§ Work to complete
Restate, word for word, the lines from the opening line of the data through the line containing "let name = name.into();", both included, and nothing else.

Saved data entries
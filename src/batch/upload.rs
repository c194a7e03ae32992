use std::sync::Arc;
use std::time::Duration;

use bytes::Bytes;
use tracing::{info, instrument, warn};

use super::dto::{BatchJob, JobStatus};
use super::poller::{BatchPoller, PollHandle, PollState};
use super::services::{upload_error_message, validate_csv, BatchApi};

#[derive(Debug, Clone, Copy, PartialEq, Eq)]
pub enum UploadPhase {
    Idle,
    Uploading,
    Polling,
    Completed,
    Failed,
    Stopped,
}

#[derive(Debug, Clone)]
struct SelectedFile {
    name: String,
    body: Bytes,
}

/// State behind the batch-import screen: file selection, the upload call and
/// the status poll that follows it.
pub struct BatchUpload<S: BatchApi> {
    api: Arc<S>,
    poller: BatchPoller<S>,
    max_upload_bytes: u64,
    file: Option<SelectedFile>,
    uploading: bool,
    error: Option<String>,
    last_job: Option<BatchJob>,
    poll: Option<PollHandle>,
}

impl<S: BatchApi> BatchUpload<S> {
    pub fn new(api: Arc<S>, poll_interval: Duration, max_upload_bytes: u64) -> Self {
        let poller = BatchPoller::new(Arc::clone(&api), poll_interval);
        Self {
            api,
            poller,
            max_upload_bytes,
            file: None,
            uploading: false,
            error: None,
            last_job: None,
            poll: None,
        }
    }

    /// Picks the file to upload. An invalid file is rejected and leaves no
    /// selection behind.
    pub fn select_file(&mut self, name: impl Into<String>, body: Bytes) -> bool {
        let name = name.into();
        self.error = None;
        match validate_csv(&name, body.len() as u64, self.max_upload_bytes) {
            Ok(()) => {
                self.file = Some(SelectedFile { name, body });
                true
            }
            Err(e) => {
                self.file = None;
                self.error = Some(e.to_string());
                false
            }
        }
    }

    pub fn selected_file_name(&self) -> Option<&str> {
        self.file.as_ref().map(|f| f.name.as_str())
    }

    pub fn error(&self) -> Option<&str> {
        self.error.as_deref()
    }

    /// Latest job record: polled state if a poll exists, else the last one seen.
    pub fn status(&self) -> Option<BatchJob> {
        match &self.poll {
            Some(handle) => handle.state().job,
            None => self.last_job.clone(),
        }
    }

    pub fn is_uploading(&self) -> bool {
        self.uploading || self.poll.as_ref().is_some_and(PollHandle::is_polling)
    }

    pub fn phase(&self) -> UploadPhase {
        if self.uploading {
            return UploadPhase::Uploading;
        }
        let Some(handle) = &self.poll else {
            return UploadPhase::Idle;
        };
        let PollState { job, polling } = handle.state();
        if polling {
            return UploadPhase::Polling;
        }
        match job.map(|j| j.status) {
            Some(JobStatus::Completed) => UploadPhase::Completed,
            Some(JobStatus::Failed) => UploadPhase::Failed,
            Some(JobStatus::Stopped) => UploadPhase::Stopped,
            _ => UploadPhase::Idle,
        }
    }

    /// Sends the selected file and starts polling its job.
    #[instrument(skip(self))]
    pub async fn upload(&mut self) {
        let Some(file) = self.file.clone() else {
            self.error = Some("Please select a file".into());
            return;
        };
        self.cancel_poll();
        self.error = None;
        self.last_job = None;
        self.uploading = true;

        let result = self.api.upload_csv(&file.name, file.body).await;
        self.uploading = false;
        match result {
            Ok(job) => {
                info!(job_id = job.job_execution_id, "upload accepted; polling");
                let job_id = job.job_execution_id;
                self.last_job = Some(job.clone());
                self.poll = Some(self.poller.spawn(job_id, Some(job)));
            }
            Err(e) => {
                warn!(error = %e, "batch upload failed");
                self.error = Some(upload_error_message(&e));
            }
        }
    }

    /// Waits until the current poll (if any) stops.
    pub async fn wait(&self) -> Option<PollState> {
        match &self.poll {
            Some(handle) => Some(handle.settled().await),
            None => None,
        }
    }

    pub fn subscribe(&self) -> Option<tokio::sync::watch::Receiver<PollState>> {
        self.poll.as_ref().map(PollHandle::subscribe)
    }

    /// Back to a blank form; a running poll is cancelled.
    pub fn reset(&mut self) {
        self.cancel_poll();
        self.file = None;
        self.error = None;
        self.last_job = None;
        self.uploading = false;
    }

    fn cancel_poll(&mut self) {
        if let Some(handle) = self.poll.take() {
            handle.cancel();
            if let Some(job) = handle.state().job {
                self.last_job = Some(job);
            }
        }
    }
}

§ Worked solution
filename src/batch/upload.rs
repository c194a7e03ae32992
use std::sync::Arc;
use std::time::Duration;

use bytes::Bytes;
use tracing::{info, instrument, warn};

use super::dto::{BatchJob, JobStatus};
use super::poller::{BatchPoller, PollHandle, PollState};
use super::services::{upload_error_message, validate_csv, BatchApi};

#[derive(Debug, Clone, Copy, PartialEq, Eq)]
pub enum UploadPhase {
    Idle,
    Uploading,
    Polling,
    Completed,
    Failed,
    Stopped,
}

#[derive(Debug, Clone)]
struct SelectedFile {
    name: String,
    body: Bytes,
}

/// State behind the batch-import screen: file selection, the upload call and
/// the status poll that follows it.
pub struct BatchUpload<S: BatchApi> {
    api: Arc<S>,
    poller: BatchPoller<S>,
    max_upload_bytes: u64,
    file: Option<SelectedFile>,
    uploading: bool,
    error: Option<String>,
    last_job: Option<BatchJob>,
    poll: Option<PollHandle>,
}

impl<S: BatchApi> BatchUpload<S> {
    pub fn new(api: Arc<S>, poll_interval: Duration, max_upload_bytes: u64) -> Self {
        let poller = BatchPoller::new(Arc::clone(&api), poll_interval);
        Self {
            api,
            poller,
            max_upload_bytes,
            file: None,
            uploading: false,
            error: None,
            last_job: None,
            poll: None,
        }
    }

    /// Picks the file to upload. An invalid file is rejected and leaves no
    /// selection behind.
    pub fn select_file(&mut self, name: impl Into<String>, body: Bytes) -> bool {
        let name = name.into();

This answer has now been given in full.